After extensive reading on the topic (see below), I’ve synthesised the advice on trust into a few broad categories:

Attitude and Values

  • Ask the hard questions about whether or where trust exists in the school and what is preventing it from happening.
  • A school’s core business has to be results and improvements (academic and otherwise) for the students.
  • The principal and school administration need to actively support this vision and it has to be communicated clearly and repeatedly to the school community.
  • Decide on the target the school will work on which fits with the vision, e.g. improved attendance, higher reading levels, and consistently communicate that purpose.
  • If a venture doesn’t fit with the current target, don’t do it.
  • Risk taking needs to be encouraged and failure accepted as an option which creates opportunities for learning.
  • Encourage and work towards a culture of respect (for others’ opinions, values and choices).

Structural and Procedural

  • Structure the timetable so that there is some space for focussing on building relationships between students and between students and teachers.
  • Create routines and procedures in staff meetings which enable staff to interact with as many different people as possible and to share their experiences, thoughts and questions.
  • Encourage long-term,  job-embedded PD models where teachers work together, rather than off-campus events.
  • Ask the students for their input.  Invite students to meetings when appropriate.
  • Give staff opportunities to grow as one whole group.
  • Slow down and work on one area of improvement at a time.
  • Speak respectfully, use good manners, listen to what others have to say, apologise when necessary.
  • Maintain appropriate confidentiality of students’ and other teachers’ private information.
  • Fulfil your job or voluntary position competently and be seen to go “above and beyond”.
  • Make new staff members feel welcome – introduce yourself, help them to understand the routines of the school.
  • Be honest and open.
  • Avoid conversations which exclude others.

For school leaders

  • Be consistent in your words and actions.
  • Follow through with plans and initiatives.
  • Do not allow negligence or incompetence to continue.
  • Work with teachers who are reluctant to adopt the school’s vision.
  • If necessary, replace them with staff who will work with the vision.
  • Help teachers to understand and have empathy with parents.  Teachers are not usually trained in dealing with adults and may have trouble understanding parents’ views, especially if the teachers and parents are from very different ethnic or socioeconomic backgrounds.
  • Wherever possible show compassion towards teachers by allowing them flexibility and personal time in their work and spending time with them.
  • Be accessible.
  • Ask for feedback and be prepared to listen to it.

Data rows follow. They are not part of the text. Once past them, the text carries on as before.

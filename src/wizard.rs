//! Wizard sequencer
//!
//! A [`WizardForm`] compiles each page of a [`WizardSchema`] into a
//! [`SchemaForm`] sharing one form identity. Mounted, it keeps the current
//! page index and swaps the page form on every transition:
//!
//! - `previous_page` decrements, stopping at the first page
//! - `next_page` increments, stopping at the last page
//! - `handle_submit` advances on every page but the last, where it calls
//!   the host's submit handler
//!
//! Every transition notifies `on_page_change`, including clamped ones.

use parking_lot::Mutex;
use std::fmt;
use std::sync::{Arc, Weak};
use tracing::{debug, warn};

use crate::error::{FormError, FormResult};
use crate::form::{FormBundle, FormOptions, FormProps, MountedForm, SchemaForm};
use crate::kit::ComponentKit;
use crate::render::{Element, Node};
use crate::schema::WizardSchema;
use crate::store::{FormAction, FormStore, FormToken, SubmitHandler};
use crate::values::FormValues;

/// Page availability sent with every page-change notification
#[derive(Debug, Clone, Copy, PartialEq, Eq)]
pub struct PageChange {
    pub current_page: usize,
    pub has_prev_page: bool,
    pub has_next_page: bool,
    pub total_pages: usize,
}

impl PageChange {
    fn at(page: usize, total_pages: usize) -> Self {
        Self {
            current_page: page,
            has_prev_page: page != 0,
            has_next_page: page + 1 != total_pages,
            total_pages,
        }
    }
}

/// Receives the page change and the form data that caused it, if any
pub type PageChangeHandler = Arc<dyn Fn(&PageChange, Option<&FormValues>) + Send + Sync>;

/// Receives the wizard's back transition for use outside the form
pub type BackHandlerSlot = Arc<dyn Fn(BackHandle) + Send + Sync>;

/// Steps a mounted wizard back one page
#[derive(Clone)]
pub struct BackHandle {
    runtime: Weak<WizardRuntime>,
}

impl BackHandle {
    /// Go to the previous page; `false` once the wizard is gone
    pub fn back(&self) -> bool {
        match self.runtime.upgrade() {
            Some(runtime) => runtime.previous_page(),
            None => false,
        }
    }
}

impl fmt::Debug for BackHandle {
    fn fmt(&self, f: &mut fmt::Formatter<'_>) -> fmt::Result {
        f.debug_struct("BackHandle")
            .field("alive", &(self.runtime.strong_count() > 0))
            .finish()
    }
}

/// Props a host passes when mounting a wizard
#[derive(Clone)]
pub struct WizardProps {
    /// Called with the form values when the last page submits
    pub on_submit: SubmitHandler,
    pub on_page_change: Option<PageChangeHandler>,
    pub back_handler: Option<BackHandlerSlot>,
    pub wizard_class_name: Option<String>,
    /// Class of each page form
    pub class_name: Option<String>,
    pub disabled: bool,
    pub initial_values: Option<FormValues>,
}

impl WizardProps {
    pub fn new<F>(on_submit: F) -> Self
    where
        F: Fn(FormValues) + Send + Sync + 'static,
    {
        Self {
            on_submit: Arc::new(on_submit),
            on_page_change: None,
            back_handler: None,
            wizard_class_name: None,
            class_name: None,
            disabled: false,
            initial_values: None,
        }
    }

    pub fn on_page_change<F>(mut self, handler: F) -> Self
    where
        F: Fn(&PageChange, Option<&FormValues>) + Send + Sync + 'static,
    {
        self.on_page_change = Some(Arc::new(handler));
        self
    }

    pub fn back_handler<F>(mut self, slot: F) -> Self
    where
        F: Fn(BackHandle) + Send + Sync + 'static,
    {
        self.back_handler = Some(Arc::new(slot));
        self
    }

    pub fn wizard_class_name(mut self, class_name: impl Into<String>) -> Self {
        self.wizard_class_name = Some(class_name.into());
        self
    }

    pub fn class_name(mut self, class_name: impl Into<String>) -> Self {
        self.class_name = Some(class_name.into());
        self
    }

    pub fn disabled(mut self, disabled: bool) -> Self {
        self.disabled = disabled;
        self
    }

    pub fn initial_values(mut self, values: FormValues) -> Self {
        self.initial_values = Some(values);
        self
    }
}

impl fmt::Debug for WizardProps {
    fn fmt(&self, f: &mut fmt::Formatter<'_>) -> fmt::Result {
        f.debug_struct("WizardProps")
            .field("on_page_change", &self.on_page_change.is_some())
            .field("back_handler", &self.back_handler.is_some())
            .field("wizard_class_name", &self.wizard_class_name)
            .field("class_name", &self.class_name)
            .field("disabled", &self.disabled)
            .field("initial_values", &self.initial_values)
            .finish()
    }
}

// ============================================================================
// Wizard Form
// ============================================================================

/// A compiled multi-page form
#[derive(Clone)]
pub struct WizardForm {
    inner: Arc<WizardInner>,
}

struct WizardInner {
    form_id: String,
    page_keys: Vec<String>,
    pages: Vec<SchemaForm>,
    options: FormOptions,
    store: Arc<dyn FormStore>,
}

impl WizardForm {
    /// Compile every page of `schema` against the shared `form_id`
    pub fn new(
        kit: &ComponentKit,
        store: Arc<dyn FormStore>,
        form_id: &str,
        schema: &WizardSchema,
        options: FormOptions,
    ) -> FormResult<Self> {
        if schema.is_empty() {
            return Err(FormError::EmptyWizard(form_id.to_string()));
        }

        // Pages keep the shared values alive and only drop their own fields
        let page_options = FormOptions {
            destroy_on_unmount: false,
            force_unregister_on_unmount: true,
            ..options.clone()
        };
        let pages = schema
            .iter()
            .map(|(_, page)| SchemaForm::new(kit, store.clone(), form_id, page, page_options.clone()))
            .collect::<FormResult<Vec<_>>>()?;

        debug!(form = form_id, pages = pages.len(), "Compiled wizard form");
        Ok(Self {
            inner: Arc::new(WizardInner {
                form_id: form_id.to_string(),
                page_keys: schema.keys().map(str::to_string).collect(),
                pages,
                options,
                store,
            }),
        })
    }

    pub fn form_id(&self) -> &str {
        &self.inner.form_id
    }

    pub fn pages(&self) -> &[SchemaForm] {
        &self.inner.pages
    }

    pub fn page_keys(&self) -> &[String] {
        &self.inner.page_keys
    }

    pub fn total_pages(&self) -> usize {
        self.inner.pages.len()
    }

    pub fn options(&self) -> &FormOptions {
        &self.inner.options
    }

    pub fn store(&self) -> &Arc<dyn FormStore> {
        &self.inner.store
    }

    /// Mount on the first page. Call [`MountedWizard::initialize`] once the
    /// host is ready to receive notifications.
    pub fn mount(&self, props: WizardProps) -> MountedWizard {
        let runtime = Arc::new(WizardRuntime {
            wizard: self.clone(),
            props,
            state: Mutex::new(WizardState {
                page: 0,
                initialized: false,
                mounted: true,
                current: None,
            }),
        });
        runtime.show_page(0);
        debug!(form = self.form_id(), "Mounted wizard form");
        MountedWizard { runtime }
    }
}

impl fmt::Debug for WizardForm {
    fn fmt(&self, f: &mut fmt::Formatter<'_>) -> fmt::Result {
        f.debug_struct("WizardForm")
            .field("form_id", &self.inner.form_id)
            .field("page_keys", &self.inner.page_keys)
            .finish()
    }
}

/// Claim `form_id` and compile `schema` into a wizard bundle
pub fn assemble_wizard(
    kit: &ComponentKit,
    store: Arc<dyn FormStore>,
    form_id: &str,
    schema: &WizardSchema,
    options: FormOptions,
) -> FormResult<FormBundle<WizardForm>> {
    let wizard = WizardForm::new(kit, store.clone(), form_id, schema, options)?;
    let token = FormToken::claim(store, form_id)?;
    Ok(FormBundle::new(wizard, token))
}

// ============================================================================
// Mounted Wizard
// ============================================================================

struct WizardState {
    page: usize,
    initialized: bool,
    mounted: bool,
    current: Option<MountedForm>,
}

struct WizardRuntime {
    wizard: WizardForm,
    props: WizardProps,
    state: Mutex<WizardState>,
}

impl WizardRuntime {
    fn last_page(&self) -> usize {
        self.wizard.total_pages() - 1
    }

    fn page(&self) -> usize {
        self.state.lock().page
    }

    /// Replace the mounted page form. The wizard lock is not held while
    /// forms mount or unmount since both call into the store.
    fn show_page(self: &Arc<Self>, page: usize) {
        let previous = self.state.lock().current.take();
        if let Some(previous) = previous {
            previous.unmount();
        }

        let weak = Arc::downgrade(self);
        let on_submit: SubmitHandler = Arc::new(move |values| {
            if let Some(runtime) = weak.upgrade() {
                runtime.handle_submit(values);
            }
        });
        let props = FormProps {
            class_name: self.props.class_name.clone(),
            disabled: self.props.disabled,
            on_submit: Some(on_submit),
            initial_values: self.props.initial_values.clone(),
        };
        let form = self.wizard.inner.pages[page].mount(props);

        let mut state = self.state.lock();
        if state.mounted {
            state.current = Some(form);
        } else {
            drop(state);
            form.unmount();
        }
    }

    /// Move to `target`, remounting only when the index changes
    fn go_to(self: &Arc<Self>, target: impl FnOnce(usize) -> usize, data: Option<&FormValues>) -> bool {
        let (from, to) = {
            let mut state = self.state.lock();
            if !state.mounted {
                warn!(form = self.wizard.form_id(), "Page transition on an unmounted wizard");
                return false;
            }
            let from = state.page;
            state.page = target(from);
            (from, state.page)
        };

        if from != to {
            debug!(form = self.wizard.form_id(), from, to, "Wizard page change");
            self.show_page(to);
        }
        self.notify(data);
        true
    }

    fn previous_page(self: &Arc<Self>) -> bool {
        self.go_to(|page| page.saturating_sub(1), None)
    }

    fn next_page(self: &Arc<Self>, data: Option<&FormValues>) -> bool {
        let last = self.last_page();
        self.go_to(|page| (page + 1).min(last), data)
    }

    fn handle_submit(self: &Arc<Self>, values: FormValues) {
        if self.page() != self.last_page() {
            // Intermediate pages advance without forwarding their data
            self.next_page(None);
            return;
        }
        (self.props.on_submit)(values);
    }

    fn notify(&self, data: Option<&FormValues>) {
        if let Some(handler) = &self.props.on_page_change {
            let change = PageChange::at(self.page(), self.wizard.total_pages());
            handler(&change, data);
        }
    }

    fn unmount(&self) {
        let current = {
            let mut state = self.state.lock();
            if !state.mounted {
                return;
            }
            state.mounted = false;
            state.current.take()
        };

        if let Some(form) = current {
            form.unmount();
        }
        self.wizard
            .inner
            .store
            .dispatch(FormAction::destroy(self.wizard.form_id()));
        debug!(form = self.wizard.form_id(), "Unmounted wizard form");
    }
}

/// A wizard mounted on its store; unmounts when dropped
pub struct MountedWizard {
    runtime: Arc<WizardRuntime>,
}

impl MountedWizard {
    /// Hand the back transition to the host and announce the first page.
    /// Runs once; later calls do nothing.
    pub fn initialize(&self) {
        {
            let mut state = self.runtime.state.lock();
            if state.initialized || !state.mounted {
                return;
            }
            state.initialized = true;
        }

        if let Some(slot) = &self.runtime.props.back_handler {
            slot(self.back_handle());
        }
        self.runtime.notify(None);
    }

    pub fn form_id(&self) -> &str {
        self.runtime.wizard.form_id()
    }

    pub fn wizard(&self) -> &WizardForm {
        &self.runtime.wizard
    }

    pub fn page(&self) -> usize {
        self.runtime.page()
    }

    pub fn total_pages(&self) -> usize {
        self.runtime.wizard.total_pages()
    }

    pub fn page_change(&self) -> PageChange {
        PageChange::at(self.page(), self.total_pages())
    }

    pub fn is_mounted(&self) -> bool {
        self.runtime.state.lock().mounted
    }

    pub fn back_handle(&self) -> BackHandle {
        BackHandle {
            runtime: Arc::downgrade(&self.runtime),
        }
    }

    /// Returns `false` when the wizard is no longer mounted
    pub fn previous_page(&self) -> bool {
        self.runtime.previous_page()
    }

    pub fn next_page(&self, data: Option<FormValues>) -> bool {
        self.runtime.next_page(data.as_ref())
    }

    /// Submit routing for the current page's form data
    pub fn handle_submit(&self, values: FormValues) {
        self.runtime.handle_submit(values);
    }

    /// The page form currently mounted
    pub fn current_form(&self) -> Option<SchemaForm> {
        let state = self.runtime.state.lock();
        state.current.as_ref().map(|form| form.form().clone())
    }

    /// Props the current page form was mounted with
    pub fn current_props(&self) -> Option<FormProps> {
        let state = self.runtime.state.lock();
        state.current.as_ref().map(|form| form.props().clone())
    }

    /// Wizard wrapper → transition group → page keyed by index → page form
    pub fn render(&self) -> Node {
        let (page, form) = {
            let state = self.runtime.state.lock();
            let form = state.current.as_ref().map(|form| form.render()).unwrap_or_default();
            (state.page, form)
        };
        let transition = &self.runtime.wizard.inner.options.transition;

        let page = Element::new("div")
            .key(page.to_string())
            .attr("class", transition.page_class())
            .attr("style", "position: relative")
            .child(form);

        let group = Element::new("div")
            .attr("class", transition.name.as_str())
            .attr("data-transition", transition.name.as_str())
            .attr("data-enter-timeout", transition.enter_timeout_ms.to_string())
            .attr("data-transition-leave", transition.leave.to_string())
            .child(page);

        Element::new("div")
            .attr_opt(
                "class",
                self.runtime.props.wizard_class_name.as_deref().filter(|c| !c.is_empty()),
            )
            .child(group)
            .into()
    }

    /// Unmount the current page and destroy the shared form state
    pub fn unmount(&self) {
        self.runtime.unmount();
    }
}

impl fmt::Debug for MountedWizard {
    fn fmt(&self, f: &mut fmt::Formatter<'_>) -> fmt::Result {
        f.debug_struct("MountedWizard")
            .field("form_id", &self.form_id())
            .field("page", &self.page())
            .finish()
    }
}

impl Drop for MountedWizard {
    fn drop(&mut self) {
        self.runtime.unmount();
    }
}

Some trust issues particular to technology

Try to create procedures which assume that stakeholders are trustworthy.  For example:

  • Remove requirements for teachers to ask permission to access particular websites.  Trust their professionalism.
  • Remove the requirement for young students to change passwords often.  It gets in the way of learning.
  • Rather than blocking access, which many older students can circumvent anyway, work on teaching digital citizenship skills.  Trust them to do the right thing.
  • Involve parents in decision-making about their children’s educational technology use.  Respect their opinions and input.
  • Negotiate a technology “charter” with all stakeholders.  Help everyone understand the purpose of technology use in the school and have a say in how it will be used.

 

References and further reading

Brewster, C. & Railsback, J. (2003). Building trusting relationships for school improvement: Implications for Principals and Teachers. Office of Planning and Service Coordination. Northwest Regional Educational Laboratory.

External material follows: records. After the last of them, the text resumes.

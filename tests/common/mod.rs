#![allow(dead_code)]

use schemaform::{validators, FieldDescriptor, FormValues, Schema, ValidatorSpec};
use serde_json::{json, Value};

/// Route library logs to the test harness output
pub fn init_tracing() {
    let _ = tracing_subscriber::fmt()
        .with_env_filter("schemaform=debug")
        .with_test_writer()
        .try_init();
}

pub fn values(pairs: &[(&str, Value)]) -> FormValues {
    pairs.iter().map(|(k, v)| (k.to_string(), v.clone())).collect()
}

fn validated(field_type: &str, validate: &[ValidatorSpec]) -> FieldDescriptor {
    validate
        .iter()
        .cloned()
        .fold(FieldDescriptor::new(field_type), |descriptor, spec| descriptor.validate(spec))
}

/// The contract form: payment gates timeout, email gates partyB
pub fn contract_schema(suffix: &str) -> Schema {
    let required_number = [validators::required(), validators::number()];
    let numbers: &[ValidatorSpec] = if suffix.is_empty() { &required_number } else { &[] };

    Schema::new()
        .field(
            format!("payment{}", suffix),
            validated("number", numbers).placeholder("Payment (ETH)"),
        )
        .field(
            format!("timeout{}", suffix),
            validated("number", numbers).visible_if("payment"),
        )
        .field(
            format!("partyB{}", suffix),
            FieldDescriptor::new("text")
                .form_values("arbitratorExtraData")
                .visible_if("email"),
        )
        .field(
            format!("arbitratorExtraData{}", suffix),
            FieldDescriptor::new("text").visible_if("!payment"),
        )
        .field(format!("email{}", suffix), FieldDescriptor::new("text"))
        .field(
            format!("description{}", suffix),
            FieldDescriptor::new("text").prop("style", json!({ "flex": 2 })),
        )
}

Bryk, A. S., & Schneider, B. (2002). Trust in schools. A core resource for improvement. New York: Russell Sage Foundation.

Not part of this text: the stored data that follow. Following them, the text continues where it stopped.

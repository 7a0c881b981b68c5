//! Schemas authored as JSON or YAML documents
//!
//! ```yaml
//! payment:
//!   type: number
//!   props: { placeholder: Payment (ETH) }
//!   validate: [required, number]
//! timeout:
//!   type: number
//!   visibleIf: payment
//! ```

use indexmap::IndexMap;
use serde::{Deserialize, Serialize};
use serde_json::{Map, Value};
use tracing::debug;

use super::{FieldDescriptor, FieldOptions, Schema, WizardSchema};
use crate::error::{FormError, FormResult};
use crate::validate::{ValidatorRef, ValidatorRegistry};
use crate::visibility::VisibilityCondition;

/// A field descriptor as written in a document
#[derive(Clone, Debug, PartialEq, Serialize, Deserialize)]
#[serde(rename_all = "camelCase", deny_unknown_fields)]
pub struct FieldDocument {
    #[serde(rename = "type")]
    pub field_type: String,
    #[serde(default, skip_serializing_if = "Map::is_empty")]
    pub props: Map<String, Value>,
    #[serde(default, skip_serializing_if = "Vec::is_empty")]
    pub validate: Vec<ValidatorRef>,
    #[serde(default, skip_serializing_if = "Option::is_none")]
    pub visible_if: Option<VisibilityCondition>,
    #[serde(default, skip_serializing_if = "Option::is_none")]
    pub form_values: Option<String>,
}

/// Field key → field document
pub type SchemaDocument = IndexMap<String, FieldDocument>;

/// Page key → page document
pub type WizardDocument = IndexMap<String, SchemaDocument>;

impl FieldDocument {
    /// Resolve validator references into a descriptor
    pub fn into_descriptor(self, registry: &ValidatorRegistry) -> FormResult<FieldDescriptor> {
        Ok(FieldDescriptor {
            validate: registry.resolve_all(&self.validate)?,
            field_type: self.field_type,
            props: self.props,
            visible_if: self.visible_if,
            form_values: self.form_values,
            options: FieldOptions::default(),
        })
    }
}

impl Schema {
    pub fn from_document(document: SchemaDocument, registry: &ValidatorRegistry) -> FormResult<Self> {
        document
            .into_iter()
            .map(|(key, field)| Ok::<_, FormError>((key, field.into_descriptor(registry)?)))
            .collect()
    }

    pub fn from_json_str(source: &str, registry: &ValidatorRegistry) -> FormResult<Self> {
        let document: SchemaDocument = serde_json::from_str(source)?;
        debug!(fields = document.len(), "Parsed JSON schema document");
        Self::from_document(document, registry)
    }

    pub fn from_yaml_str(source: &str, registry: &ValidatorRegistry) -> FormResult<Self> {
        let document: SchemaDocument = serde_yaml::from_str(source)?;
        debug!(fields = document.len(), "Parsed YAML schema document");
        Self::from_document(document, registry)
    }
}

impl WizardSchema {
    pub fn from_document(document: WizardDocument, registry: &ValidatorRegistry) -> FormResult<Self> {
        document
            .into_iter()
            .map(|(key, page)| Ok::<_, FormError>((key, Schema::from_document(page, registry)?)))
            .collect()
    }

    pub fn from_json_str(source: &str, registry: &ValidatorRegistry) -> FormResult<Self> {
        let document: WizardDocument = serde_json::from_str(source)?;
        debug!(pages = document.len(), "Parsed JSON wizard document");
        Self::from_document(document, registry)
    }

    pub fn from_yaml_str(source: &str, registry: &ValidatorRegistry) -> FormResult<Self> {
        let document: WizardDocument = serde_yaml::from_str(source)?;
        debug!(pages = document.len(), "Parsed YAML wizard document");
        Self::from_document(document, registry)
    }
}

#[cfg(test)]
mod tests {
    use super::*;
    use crate::values::FormValues;
    use serde_json::json;

    const YAML: &str = r#"
payment:
  type: number
  props:
    placeholder: Payment (ETH)
  validate: [required, number]
timeout:
  type: number
  visibleIf: payment
  validate:
    - required
    - min_length: 2
partyB:
  type: text
  visibleIf: "!payment"
  formValues: arbitratorExtraData
"#;

    #[test]
    fn test_yaml_schema() {
        let schema = Schema::from_yaml_str(YAML, &ValidatorRegistry::new()).unwrap();

        assert_eq!(schema.keys().collect::<Vec<_>>(), vec!["payment", "timeout", "partyB"]);
        let payment = schema.get("payment").unwrap();
        assert_eq!(payment.field_type, "number");
        assert_eq!(payment.validate.len(), 2);
        assert_eq!(payment.props.get("placeholder"), Some(&json!("Payment (ETH)")));

        let party_b = schema.get("partyB").unwrap();
        assert_eq!(party_b.visible_if, Some(VisibilityCondition::parse("!payment")));
        assert_eq!(party_b.form_values.as_deref(), Some("arbitratorExtraData"));
    }

    #[test]
    fn test_json_wizard_keeps_page_order() {
        let source = r#"{
            "step2": { "email": { "type": "email", "validate": ["email"] } },
            "step1": { "name": { "type": "text" } }
        }"#;
        let wizard = WizardSchema::from_json_str(source, &ValidatorRegistry::new()).unwrap();
        assert_eq!(wizard.keys().collect::<Vec<_>>(), vec!["step2", "step1"]);

        let (_, first) = wizard.iter().next().unwrap();
        let validator = crate::validate::resolve_validators("Email", &first.get("email").unwrap().validate);
        assert_eq!(
            validator.validate(&json!("nope"), &FormValues::new()),
            Some("Email must be a valid email address.".to_string())
        );
    }

    #[test]
    fn test_unknown_validator_fails() {
        let source = r#"{ "a": { "type": "text", "validate": ["even"] } }"#;
        let err = Schema::from_json_str(source, &ValidatorRegistry::new()).err();
        assert!(matches!(err, Some(FormError::UnknownValidator(name)) if name == "even"));
    }

    #[test]
    fn test_malformed_descriptor_fails() {
        let source = r#"{ "a": { "type": "text", "visible": "b" } }"#;
        let err = Schema::from_json_str(source, &ValidatorRegistry::new()).err();
        assert!(matches!(err, Some(FormError::Parse(_))));

        let missing_type = r#"{ "a": { "props": {} } }"#;
        assert!(Schema::from_json_str(missing_type, &ValidatorRegistry::new()).is_err());
    }

    #[test]
    fn test_bad_pattern_fails() {
        let source = r#"{ "a": { "type": "text", "validate": [{ "pattern": "(" }] } }"#;
        let err = Schema::from_json_str(source, &ValidatorRegistry::new()).err();
        assert!(matches!(err, Some(FormError::InvalidPattern { .. })));
    }
}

Bryk, A. S., & Schneider, B. (2003). Trust in Schools: A Core Resource for School Reform. Educational Leadership, 60(6), 40-45.

Doda, N. (2011). Trust : The key to leading a learning school. Middle Level Leader. Retrieved from

Hoy, W.K. & DiPaola, M. (Eds.), Improving schools: studies in leadership and culture. Information Age Publishing.

Jacobs, J.E. and O’Gorman, K.L. (2012). The Learning Leader: Reflecting, Modeling, and Sharing. Eye On Education Inc.

Larkin, K., Finger, G., & Thompson, R. (2010). Student health and welfare in networked school communities. In M. Lee & G. Finger (Eds.), Developing a networked school community. A guide to realising the vision. (pp. 277-289). Camberwell: ACER.

Tschannen-Moran, M. (2004). Trust Matters: Leadership for Successful Schools. Wiley.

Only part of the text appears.